That’s when I finally understand that I am dreaming, and I worry that, safe inside my dream, I have been badly wounded in real life. I shiver, and my teeth clack with a noise that sounds half comic. For a moment, I want to wake up. Why? Enjoy the dream. Or maybe I am too scared to return to a reality that might look like Dan. Or Andrei. Any moment I fear that his head will materialize in my dream, flying around me like the Cheshire Cat, all eyes and fangs. With unwanted precision, the memory of the explosion, which I am trying so hard to ignore, finds another way to resurface: the missile, whooshing as it falls on us, the blast, the hot dust in the air. Just a few seconds of a dark movie, repeated, over and over.
It’s my dream, and I don’t care to share my knowledge with Cosmin, not even when he embraces me tightly.
“We escaped,” he cries, his tears running down my face together with his blood.

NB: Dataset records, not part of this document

impl StorageConfig {
    /// Resolve the backend to connect to, expanding an `env:` database URL
    pub fn resolve(&self) -> anyhow::Result<StorageBackend> {
        match self.backend {
            StorageBackendKind::InMemory => Ok(StorageBackend::InMemory),
            StorageBackendKind::Postgres => {
                let raw = self
                    .database_url
                    .as_deref()
                    .ok_or_else(|| anyhow::anyhow!("spec.storage.database_url is required for the postgres backend"))?;
                let connection_string = resolve_secret(raw)
                    .ok_or_else(|| anyhow::anyhow!("Environment variable not set: {}", raw.trim_start_matches("env:")))?;
                Ok(StorageBackend::PostgreSQL(PostgresConfig {
                    connection_string,
                    max_connections: self.max_connections,
                }))
            }
        }
    }
}

#[derive(Debug, Clone, Copy, PartialEq, Eq, Serialize, Deserialize)]
#[serde(rename_all = "kebab-case")]
pub enum ProviderType {
    #[serde(rename = "openai")]
    OpenAI,
    #[serde(rename = "azure-openai")]
    AzureOpenAI,
    Ollama,
    /// Offline deterministic embeddings (embedding slot only)
    Hash,
}

#[derive(Debug, Clone, Serialize, Deserialize)]
pub struct ProviderConfig {
    #[serde(rename = "type")]
    pub provider_type: ProviderType,

    /// API endpoint URL (Azure: resource URL)
    #[serde(default)]
    pub endpoint: String,

    /// API key (supports "env:VAR_NAME" for environment variables)
    #[serde(skip_serializing_if = "Option::is_none")]
    pub api_key: Option<String>,

    /// Model identifier (Azure: deployment name)
    #[serde(default)]
    pub model: String,

    /// Azure OpenAI api-version query parameter
    #[serde(skip_serializing_if = "Option::is_none")]
    pub api_version: Option<String>,

    #[serde(default = "default_true")]
    pub enabled: bool,

    /// Output size of the hash embedding provider
    #[serde(default = "default_dimensions")]
    pub dimensions: usize,
}

#[derive(Debug, Clone, Serialize, Deserialize)]
pub struct ProvidersConfig {
    /// Chat model behind the AI classifier; absent means the stage always misses
    #[serde(skip_serializing_if = "Option::is_none")]
    pub chat: Option<ProviderConfig>,

    #[serde(skip_serializing_if = "Option::is_none")]
    pub embedding: Option<ProviderConfig>,
}

impl Default for ProvidersConfig {
    fn default() -> Self {
        Self {
            chat: None,
            embedding: Some(ProviderConfig {
                provider_type: ProviderType::Hash,
                endpoint: String::new(),
                api_key: None,
                model: "hash-embedding".to_string(),
                api_version: None,
                enabled: true,
                dimensions: default_dimensions(),
            }),
        }
    }
}

#[derive(Debug, Clone, Serialize, Deserialize)]
pub struct RetryConfig {
    /// Total attempts per provider call, first try included
    #[serde(default = "default_max_attempts")]
    pub max_attempts: u32,

    #[serde(default = "default_base_delay")]
    pub base_delay_ms: u64,

    #[serde(default = "default_max_delay")]
    pub max_delay_ms: u64,

    /// Upper bound of the random delay added to each backoff
    #[serde(default = "default_jitter")]
    pub jitter_ms: u64,

    #[serde(default = "default_attempt_timeout")]
    pub attempt_timeout_ms: u64,
}

impl Default for RetryConfig {
    fn default() -> Self {
        Self {
            max_attempts: default_max_attempts(),
            base_delay_ms: default_base_delay(),
            max_delay_ms: default_max_delay(),
            jitter_ms: default_jitter(),
            attempt_timeout_ms: default_attempt_timeout(),
        }
    }
}

#[derive(Debug, Clone, Serialize, Deserialize)]
pub struct WaterfallConfig {
    #[serde(default = "default_similarity_threshold")]
    pub similarity_threshold: f64,

    #[serde(default = "default_promotion_threshold")]
    pub promotion_threshold: f64,

    /// Used when the model omits a confidence
    #[serde(default = "default_ai_confidence")]
    pub default_ai_confidence: f64,

    #[serde(default = "default_fail_safe_confidence")]
    pub fail_safe_confidence: f64,

    /// Overall budget for one categorize call; `null` disables it
    #[serde(default = "default_deadline")]
    pub deadline_ms: Option<u64>,
}

impl WaterfallConfig {
    pub fn deadline(&self) -> Option<Duration> {
        self.deadline_ms.map(Duration::from_millis)
    }
}

impl Default for WaterfallConfig {
    fn default() -> Self {
        Self {
            similarity_threshold: default_similarity_threshold(),
            promotion_threshold: default_promotion_threshold(),
            default_ai_confidence: default_ai_confidence(),
            fail_safe_confidence: default_fail_safe_confidence(),
            deadline_ms: default_deadline(),
        }
    }
}

/// Seed data for the in-memory backend
#[derive(Debug, Clone, Serialize, Deserialize)]
pub struct ReferenceConfig {
    #[serde(default = "default_categories")]
    pub categories: Vec<Category>,

    #[serde(default = "default_mcc_entries")]
    pub mcc: Vec<MccEntry>,
}

impl Default for ReferenceConfig {
    fn default() -> Self {
        Self {
            categories: default_categories(),
            mcc: default_mcc_entries(),
        }
    }
}

#[derive(Debug, Clone, Default, Serialize, Deserialize)]
pub struct ObservabilityConfig {
    #[serde(default)]
    pub logging: LoggingConfig,
}

#[derive(Debug, Clone, Serialize, Deserialize)]
pub struct LoggingConfig {
    /// Log level (e.g., "info", "debug", "trace")
    #[serde(default = "default_log_level")]
    pub level: String,

    /// Output format ("json" or "text")
    #[serde(default = "default_log_format")]
    pub format: String,
}

impl Default for LoggingConfig {
    fn default() -> Self {
        Self {
            level: default_log_level(),
            format: default_log_format(),
        }
    }
}

// Default value functions
fn default_true() -> bool {
    true
}

fn default_backend() -> StorageBackendKind {
    StorageBackendKind::InMemory
}

fn default_max_connections() -> u32 {
    5
}

fn default_dimensions() -> usize {
    384
}

fn default_max_attempts() -> u32 {
    3
}

fn default_base_delay() -> u64 {
    1000
}

fn default_max_delay() -> u64 {
    8000
}

fn default_jitter() -> u64 {
    1000
}

fn default_attempt_timeout() -> u64 {
    20_000
}

fn default_similarity_threshold() -> f64 {
    0.70
}

fn default_promotion_threshold() -> f64 {
    0.85
}

fn default_ai_confidence() -> f64 {
    0.80
}
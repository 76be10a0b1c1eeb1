// Copyright (c) 2026 SpendLens Contributors
// SPDX-License-Identifier: AGPL-3.0

//! Categorize transactions from a JSON file or inline flags

use anyhow::{Context, Result};
use chrono::NaiveDate;
use clap::Args;
use colored::Colorize;
use rust_decimal::Decimal;
use serde::{Deserialize, Serialize};
use std::path::{Path, PathBuf};

use spendlens_core::application::CategorizationService;
use spendlens_core::domain::categorization::CategorizationResult;
use spendlens_core::domain::transaction::NewTransaction;

use crate::embedded::EmbeddedCategorizer;

#[derive(Args, Debug, Default)]
pub struct CategorizeArgs {
    /// JSON file holding one transaction object or an array of them
    #[arg(short, long, value_name = "FILE", conflicts_with_all = ["account_id", "amount"])]
    pub file: Option<PathBuf>,

    /// Print results as JSON
    #[arg(long)]
    pub json: bool,

    #[arg(long)]
    pub id: Option<String>,

    #[arg(long)]
    pub account_id: Option<String>,

    #[arg(long)]
    pub account_name: Option<String>,

    /// Transaction date (YYYY-MM-DD)
    #[arg(long)]
    pub date: Option<NaiveDate>,

    #[arg(long)]
    pub amount: Option<Decimal>,

    #[arg(long)]
    pub currency: Option<String>,

    /// DEBIT or CREDIT
    #[arg(long = "type", value_name = "TYPE")]
    pub transaction_type: Option<String>,

    #[arg(long)]
    pub beneficiary: Option<String>,

    #[arg(long)]
    pub remarks: Option<String>,

    #[arg(long)]
    pub merchant: Option<String>,

    /// Merchant category code
    #[arg(long)]
    pub mcc: Option<String>,

    /// Payment mode (UPI, NEFT, CARD, ...)
    #[arg(long)]
    pub mode: Option<String>,

    /// Raw bank narration
    #[arg(long)]
    pub description: Option<String>,
}

impl CategorizeArgs {
    fn inline_transaction(&self) -> NewTransaction {
        NewTransaction {
            transaction_id: self.id.clone(),
            account_id: self.account_id.clone(),
            account_name: self.account_name.clone(),
            transaction_date: self.date,
            amount: self.amount,
            currency: self.currency.clone(),
            transaction_type: self.transaction_type.clone(),
            beneficiary_name: self.beneficiary.clone(),
            remarks: self.remarks.clone(),
            merchant_name: self.merchant.clone(),
            mcc: self.mcc.clone(),
            mode: self.mode.clone(),
            raw_description: self.description.clone(),
        }
    }
}

#[derive(Deserialize)]
#[serde(untagged)]
enum TransactionBatch {
    Many(Vec<NewTransaction>),
    One(Box<NewTransaction>),
}

/// Categorization result with the input fields echoed back
#[derive(Debug, Serialize)]
pub struct CategorizedTransaction {
    #[serde(flatten)]
    pub result: CategorizationResult,
    pub amount: Option<Decimal>,
    pub currency: Option<String>,
    pub transaction_type: Option<String>,
    pub beneficiary_name: Option<String>,
    pub remarks: Option<String>,
    pub merchant_name: Option<String>,
    pub mcc: Option<String>,
    pub mode: Option<String>,
}

impl CategorizedTransaction {
    pub fn new(input: NewTransaction, result: CategorizationResult) -> Self {
        Self {
            result,
            amount: input.amount,
            currency: input.currency,
            transaction_type: input.transaction_type,
            beneficiary_name: input.beneficiary_name,
            remarks: input.remarks,
            merchant_name: input.merchant_name,
            mcc: input.mcc,
            mode: input.mode,
        }
    }
}

#[derive(Debug, Serialize)]
#[serde(untagged)]
enum Outcome {
    Categorized(Box<CategorizedTransaction>),
    Failed {
        transaction_id: Option<String>,
        error: String,
    },
}

pub fn read_transactions(path: &Path) -> Result<Vec<NewTransaction>> {
    let content = std::fs::read_to_string(path)
        .with_context(|| format!("Failed to read transactions from {:?}", path))?;
    parse_transactions(&content).with_context(|| format!("Invalid transaction JSON in {:?}", path))
}

fn parse_transactions(content: &str) -> Result<Vec<NewTransaction>> {
    Ok(match serde_json::from_str::<TransactionBatch>(content)? {
        TransactionBatch::Many(transactions) => transactions,
        TransactionBatch::One(transaction) => vec![*transaction],
    })
}

pub async fn handle_command(args: CategorizeArgs, categorizer: &EmbeddedCategorizer) -> Result<()> {
    let inputs = match &args.file {
        Some(path) => read_transactions(path)?,
        None => vec![args.inline_transaction()],
    };

    let service = categorizer.service();
    let total = inputs.len();
    let mut outcomes = Vec::with_capacity(total);

    for input in inputs {
        match service.categorize(input.clone()).await {
            Ok(result) => outcomes.push(Outcome::Categorized(Box::new(CategorizedTransaction::new(input, result)))),
            Err(e) => outcomes.push(Outcome::Failed {
                transaction_id: input.transaction_id,
                error: e.to_string(),
            }),
        }
    }

    let failed = outcomes.iter().filter(|o| matches!(o, Outcome::Failed { .. })).count();

    if args.json {
        let json = if args.file.is_some() {
            serde_json::to_string_pretty(&outcomes)?
        } else {
            serde_json::to_string_pretty(&outcomes[0])?
        };
        println!("{}", json);
    } else {
        outcomes.iter().for_each(print_outcome);
    }

    if failed > 0 {
        anyhow::bail!("{} of {} transactions failed", failed, total);
    }
    Ok(())
}

fn print_outcome(outcome: &Outcome) {
    match outcome {
        Outcome::Categorized(item) => {
            let result = &item.result;
            println!(
                "{} {} {} ({:.4}, {})",
                "✓".green(),
                result.transaction_id.bold(),
                result.category_name.cyan(),
                result.confidence.value(),
                result.source
            );
            println!("    {}", result.clean_description.dimmed());
            if let (Some(amount), Some(currency)) = (&item.amount, &item.currency) {
                println!(
                    "    {} {} {}",
                    amount,
                    currency,
                    item.transaction_type.as_deref().unwrap_or("")
                );
            }
        }
        Outcome::Failed { transaction_id, error } => {
            eprintln!(
                "{} {} {}",
                "✗".red(),
                transaction_id.as_deref().unwrap_or("(no id)").bold(),
                error.red()
            );
        }
    }
}

#[cfg(test)]
mod tests {
    use super::*;
    use spendlens_core::domain::categorization::{CategorizationSource, Confidence, Decision};

    #[test]
    fn test_parse_single_object_and_array() {
        let one = parse_transactions(r#"{"transaction_id": "t1", "amount": "450.00"}"#).unwrap();
        assert_eq!(one.len(), 1);
        assert_eq!(one[0].amount, Some(Decimal::new(45000, 2)));

        let many = parse_transactions(
            r#"[{"transaction_id": "t1", "amount": 12.5}, {"transaction_id": "t2", "transaction_date": "2026-01-05"}]"#,
        )
        .unwrap();
        assert_eq!(many.len(), 2);
        assert_eq!(many[1].transaction_date, NaiveDate::from_ymd_opt(2026, 1, 5));

        assert!(parse_transactions("42").is_err());
    }

    #[test]
    fn test_echo_flattens_result() {
        let input = NewTransaction {
            amount: Some(Decimal::new(45000, 2)),
            currency: Some("INR".into()),
            merchant_name: Some("New Cafe Test".into()),
            ..Default::default()
        };
        let result = CategorizationResult::from_decision(
            "txn_1",
            "new cafe test",
            Decision::new("Food & Dining", Confidence::new(0.9), CategorizationSource::Ai),
        );
        let json = serde_json::to_value(CategorizedTransaction::new(input, result)).unwrap();

        assert_eq!(json["transaction_id"], "txn_1");
        assert_eq!(json["category_name"], "Food & Dining");
        assert_eq!(json["source"], "ai");
        assert_eq!(json["merchant_name"], "New Cafe Test");
        assert_eq!(json["currency"], "INR");
    }

    #[test]
    fn test_read_transactions_from_file() {
        let dir = tempfile::tempdir().unwrap();
        let path = dir.path().join("batch.json");
        std::fs::write(&path, r#"[{"transaction_id": "a"}, {"transaction_id": "b"}]"#).unwrap();

        let transactions = read_transactions(&path).unwrap();
        assert_eq!(transactions.len(), 2);
        assert!(read_transactions(&dir.path().join("missing.json")).is_err());
    }
}
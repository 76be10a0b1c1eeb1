// Copyright (c) 2026 SpendLens Contributors
// SPDX-License-Identifier: AGPL-3.0
//! Application
//!
//! The categorization pipeline: similarity search, the AI classifier, the
//! waterfall orchestrator, the learning loop and the service that ties
//! them together.
//!
//! # Architecture
//!
//! - **Layer:** Application Layer

pub mod ai_classifier;
pub mod categorization_service;
pub mod learning_loop;
pub mod similarity;
pub mod waterfall;

pub use categorization_service::{CategorizationError, CategorizationService, StandardCategorizationService};
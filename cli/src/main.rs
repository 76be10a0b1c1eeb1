// Copyright (c) 2026 SpendLens Contributors
// SPDX-License-Identifier: AGPL-3.0

//! # SpendLens CLI
//!
//! The `spendlens` binary runs the transaction categorizer in-process.
//!
//! ## Commands
//!
//! - `spendlens categorize --file txns.json` - Categorize one transaction or a batch
//! - `spendlens transactions list` - Query categorized history
//! - `spendlens categories list` - Show the valid category set
//! - `spendlens config show|validate|generate` - Configuration management

use anyhow::{Context, Result};
use clap::{Parser, Subcommand};
use colored::Colorize;
use std::path::PathBuf;

use spendlens_cli::commands::{self, CategoriesCommand, CategorizeArgs, ConfigCommand, TransactionsCommand};
use spendlens_cli::embedded::EmbeddedCategorizer;
use spendlens_core::domain::config::CategorizerConfig;

/// SpendLens - Waterfall transaction categorizer
#[derive(Parser)]
#[command(name = "spendlens")]
#[command(version, about, long_about = None)]
#[command(propagate_version = true)]
struct Cli {
    /// Path to configuration file (overrides discovery)
    #[arg(short, long, global = true, env = "SPENDLENS_CONFIG_PATH", value_name = "FILE")]
    config: Option<PathBuf>,

    /// Log level (trace, debug, info, warn, error); defaults to the config file
    #[arg(long, global = true, env = "SPENDLENS_LOG_LEVEL")]
    log_level: Option<String>,

    /// Overall per-transaction deadline in milliseconds
    #[arg(long, global = true, value_name = "MS")]
    deadline_ms: Option<u64>,

    #[command(subcommand)]
    command: Option<Commands>,
}

#[derive(Subcommand)]
enum Commands {
    /// Categorize transactions
    #[command(name = "categorize")]
    Categorize(CategorizeArgs),

    /// Transaction history
    #[command(name = "transactions")]
    Transactions {
        #[command(subcommand)]
        command: TransactionsCommand,
    },

    /// Category catalog
    #[command(name = "categories")]
    Categories {
        #[command(subcommand)]
        command: CategoriesCommand,
    },

    /// Configuration management
    #[command(name = "config")]
    Config {
        #[command(subcommand)]
        command: ConfigCommand,
    },
}

#[tokio::main]
async fn main() -> Result<()> {
    let cli = Cli::parse();

    let loaded = CategorizerConfig::load_or_default(cli.config.clone());

    // Logging comes from the config file unless the flag or RUST_LOG overrides it
    let logging = loaded
        .as_ref()
        .map(|config| config.spec.observability.logging.clone())
        .unwrap_or_default();
    init_logging(cli.log_level.as_deref().unwrap_or(&logging.level), &logging.format)?;

    let command = match cli.command {
        Some(Commands::Config { command }) => {
            return commands::config::handle_command(command, cli.config).await;
        }
        Some(command) => command,
        None => {
            eprintln!("{}", "No command specified. Use --help for usage.".yellow());
            std::process::exit(1);
        }
    };

    let mut config = loaded.context("Failed to load configuration")?;
    if let Some(ms) = cli.deadline_ms {
        config.spec.waterfall.deadline_ms = Some(ms);
    }
    let categorizer = EmbeddedCategorizer::new(&config).await?;

    match command {
        Commands::Categorize(args) => {
            categorizer.warn_if_ephemeral("categorize");
            commands::categorize::handle_command(args, &categorizer).await
        }
        Commands::Transactions { command } => {
            categorizer.warn_if_ephemeral("transactions");
            commands::transactions::handle_command(command, &categorizer).await
        }
        Commands::Categories { command } => commands::categories::handle_command(command, &categorizer).await,
        Commands::Config { .. } => Ok(()),
    }
}

/// Initialize tracing subscriber for logging
fn init_logging(level: &str, format: &str) -> Result<()> {
    let filter = tracing_subscriber::EnvFilter::try_from_default_env()
        .or_else(|_| tracing_subscriber::EnvFilter::try_new(level))
        .context("Failed to create log filter")?;

    let builder = tracing_subscriber::fmt()
        .with_env_filter(filter)
        .with_writer(std::io::stderr)
        .with_target(false)
        .with_thread_ids(false)
        .with_file(false)
        .with_line_number(false);

    if format == "json" {
        builder.json().init();
    } else {
        builder.compact().init();
    }

    Ok(())
}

“Yes, we escaped.” I pat his back. At least, I escaped... There is no way to tell him that he may already be dead. Before the explosion, Cosmin was twenty paces in front of me, and Dan was a few paces in front of him. It makes sense, I glance at Dan’s half body. Where is Andrei’s head? I fight against my impulse to look for it.
My dream has a strange clarity. Dan’s open belly is a grim lesson in anatomy, and his blood soils the grass. Closer to my eyes, Cosmin’s blood looks so real, and the spots on my pants too. Again I fight the urge to taste it. Disengaging, I glance around, still patting Cosmin’s shoulder. I can see many trees, and even see small branches and leaves. Rocks, a large river gleaming in the sun, delicate shrouds of cloud in the sky. The predatory bird is still flying above us, and my eyes follow it. My dream is strange not only in its content, but in the level of detail too. We have to bury Dan... I don’t know what significance that might have in a dream, but I feel the need to do it. With a sigh, I turn my eyes back to the landscape.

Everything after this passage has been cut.